//! Announce/unannounce signatures from the endpoint that owns the key.
//!
//! Records are signed over
//! `signable(namespace, target, peer_id, token, peer_record)`, where the peer
//! record is the announcing key plus the relay addresses the storage node
//! puts in it. The relay asks with `SignAnnounce`/`SignUnannounce`, naming
//! the query the record belongs to; the endpoint signs with that query's key.

use super::error::RelayError;
use super::link::Link;
use crate::dht::{AnnounceSigner, DhtError, SignRequest};
use async_trait::async_trait;
use std::net::SocketAddr;
use std::sync::Arc;
use wisp_core::{Message, Peer};
use wisp_crypto::hash::{SignNamespace, signable};
use wisp_crypto::{CryptoError, KeyPair, Signature};

/// Relay-side signer forwarding to the endpoint
#[derive(Debug)]
pub struct ProxySigner {
    link: Arc<Link>,
    signee: u32,
}

impl ProxySigner {
    /// Signer for the endpoint query `signee`
    #[must_use]
    pub fn new(link: Arc<Link>, signee: u32) -> Self {
        Self { link, signee }
    }
}

#[async_trait]
impl AnnounceSigner for ProxySigner {
    async fn sign(&self, namespace: SignNamespace, request: &SignRequest) -> Result<Signature, DhtError> {
        self.link
            .sign(
                namespace,
                self.signee,
                request.token,
                request.peer_id,
                request.peer.relay_addresses.clone(),
            )
            .await
            .map_err(|e| DhtError::SignatureUnavailable(e.to_string()))
    }
}

/// A signature request as the endpoint receives it
#[derive(Debug, Clone, PartialEq, Eq)]
pub struct SignatureRequest {
    /// Request id
    pub id: u32,
    /// Which record operation
    pub namespace: SignNamespace,
    /// Query the signature is for
    pub signee: u32,
    /// Storage node token
    pub token: [u8; 32],
    /// Storage node id
    pub peer_id: [u8; 32],
    /// Relay addresses of the record
    pub relay_addresses: Vec<SocketAddr>,
}

impl SignatureRequest {
    /// Request carried by a `SignAnnounce`/`SignUnannounce` frame
    #[must_use]
    pub fn from_message(message: Message) -> Option<Self> {
        let (namespace, id, signee, token, peer_id, relay_addresses) = match message {
            Message::SignAnnounce {
                id,
                signee,
                token,
                peer_id,
                relay_addresses,
            } => (SignNamespace::Announce, id, signee, token, peer_id, relay_addresses),
            Message::SignUnannounce {
                id,
                signee,
                token,
                peer_id,
                relay_addresses,
            } => (SignNamespace::Unannounce, id, signee, token, peer_id, relay_addresses),
            _ => return None,
        };
        Some(Self {
            id,
            namespace,
            signee,
            token,
            peer_id,
            relay_addresses,
        })
    }

    /// Sign for `target` with `key_pair`.
    ///
    /// # Errors
    ///
    /// Returns [`CryptoError::MissingSecretKey`] for a public-only key pair.
    pub fn sign(&self, key_pair: &KeyPair, target: &[u8; 32]) -> Result<Signature, CryptoError> {
        let record = Peer {
            public_key: key_pair.public_key,
            relay_addresses: self.relay_addresses.clone(),
        };
        key_pair.sign(&signable(
            self.namespace,
            target,
            &self.peer_id,
            &self.token,
            &record.to_bytes(),
        ))
    }

    /// `Signature` frame answering this request
    #[must_use]
    pub fn reply(&self, outcome: Result<Signature, RelayError>) -> Message {
        match outcome {
            Ok(signature) => Message::Signature {
                id: self.id,
                signature: Some(signature),
                error: None,
            },
            Err(e) => Message::Signature {
                id: self.id,
                signature: None,
                error: Some(e.to_wire()),
            },
        }
    }
}
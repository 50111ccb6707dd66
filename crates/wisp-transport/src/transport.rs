//! Transport abstraction.
//!
//! The relay only needs an ordered, reliable duplex byte stream. Anything that
//! implements tokio's `AsyncRead + AsyncWrite` qualifies; listeners hand out
//! such streams through the [`Acceptor`] trait so the relay loop does not care
//! whether TLS is in the way.

use async_trait::async_trait;
use std::io;
use std::net::SocketAddr;
use tokio::io::{AsyncRead, AsyncWrite};
use tokio::net::TcpStream;

/// Transport layer errors
#[derive(Debug, thiserror::Error)]
pub enum TransportError {
    /// I/O error from underlying transport
    #[error("I/O error: {0}")]
    Io(#[from] io::Error),

    /// Address binding failed
    #[error("Failed to bind to address: {0}")]
    BindFailed(String),

    /// Connection failed
    #[error("Connection failed: {0}")]
    ConnectionFailed(String),

    /// Invalid configuration
    #[error("Invalid configuration: {0}")]
    InvalidConfig(String),

    /// TLS setup or handshake failure
    #[error("TLS error: {0}")]
    Tls(String),
}

/// Result type for transport operations
pub type TransportResult<T> = Result<T, TransportError>;

/// An ordered, reliable byte stream in both directions
pub trait Duplex: AsyncRead + AsyncWrite + Send + Unpin + 'static {}

impl<T> Duplex for T where T: AsyncRead + AsyncWrite + Send + Unpin + 'static {}

/// Type-erased duplex stream
pub type BoxedDuplex = Box<dyn Duplex>;

/// Source of inbound duplex streams.
///
/// Accepting is split in two so a listener loop never waits on a slow
/// handshake: `accept` returns the raw connection, `upgrade` finishes any
/// per-connection setup and may run in its own task.
#[async_trait]
pub trait Acceptor: Send + Sync {
    /// Wait for the next raw connection
    ///
    /// # Errors
    /// Returns `TransportError` if the listener fails
    async fn accept(&self) -> TransportResult<(TcpStream, SocketAddr)>;

    /// Turn a raw connection into the stream the relay speaks over
    ///
    /// # Errors
    /// Returns `TransportError` if the per-connection handshake fails
    async fn upgrade(&self, stream: TcpStream) -> TransportResult<BoxedDuplex>;

    /// Local listening address
    ///
    /// # Errors
    /// Returns `TransportError` if the address cannot be determined
    fn local_addr(&self) -> TransportResult<SocketAddr>;

    /// Short name for logs
    fn scheme(&self) -> &'static str;
}
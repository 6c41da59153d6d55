use std::sync::Arc;

use axum::{Json, extract::State};
use mergington::data::{HealthResponse, HealthStatus, ServiceInfo, UptimeInfo};
use mergington::log;

fn human_readable_uptime(uptime_seconds: i64) -> String {
    let days = uptime_seconds / 86400;
    let hours = (uptime_seconds % 86400) / 3600;
    let minutes = (uptime_seconds % 3600) / 60;
    let secs = uptime_seconds % 60;

    if days > 0 {
        format!("{days}d {hours}h {minutes}m {secs}s")
    } else if hours > 0 {
        format!("{hours}h {minutes}m {secs}s")
    } else if minutes > 0 {
        format!("{minutes}m {secs}s")
    } else {
        format!("{secs}s")
    }
}

fn service_uptime(started_at: chrono::DateTime<chrono::Utc>) -> (i64, String) {
    let seconds = (chrono::Utc::now() - started_at).num_seconds();
    (seconds, human_readable_uptime(seconds))
}

pub async fn get(State(state): State<Arc<crate::AppState>>) -> Json<HealthResponse> {
    let (seconds, human) = service_uptime(state.started_at);

    let health_response = HealthResponse {
        status: HealthStatus::Healthy,
        timestamp: chrono::Utc::now().to_rfc3339(),
        started_at: state.started_at.to_rfc3339(),
        uptime: UptimeInfo { seconds, human },
        services: ServiceInfo {
            activities: "up".to_string(),
            activity_count: state.activities.activity_count(),
            enrollment_count: state.activities.enrollment_count(),
        },
    };

    log::debug!("Health check: {:?}", health_response);

    Json(health_response)
}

##########

## Work request
Across all the lines of the data, count those that include the word "TransportError" and reply with that number only.

## Result of this exercise
5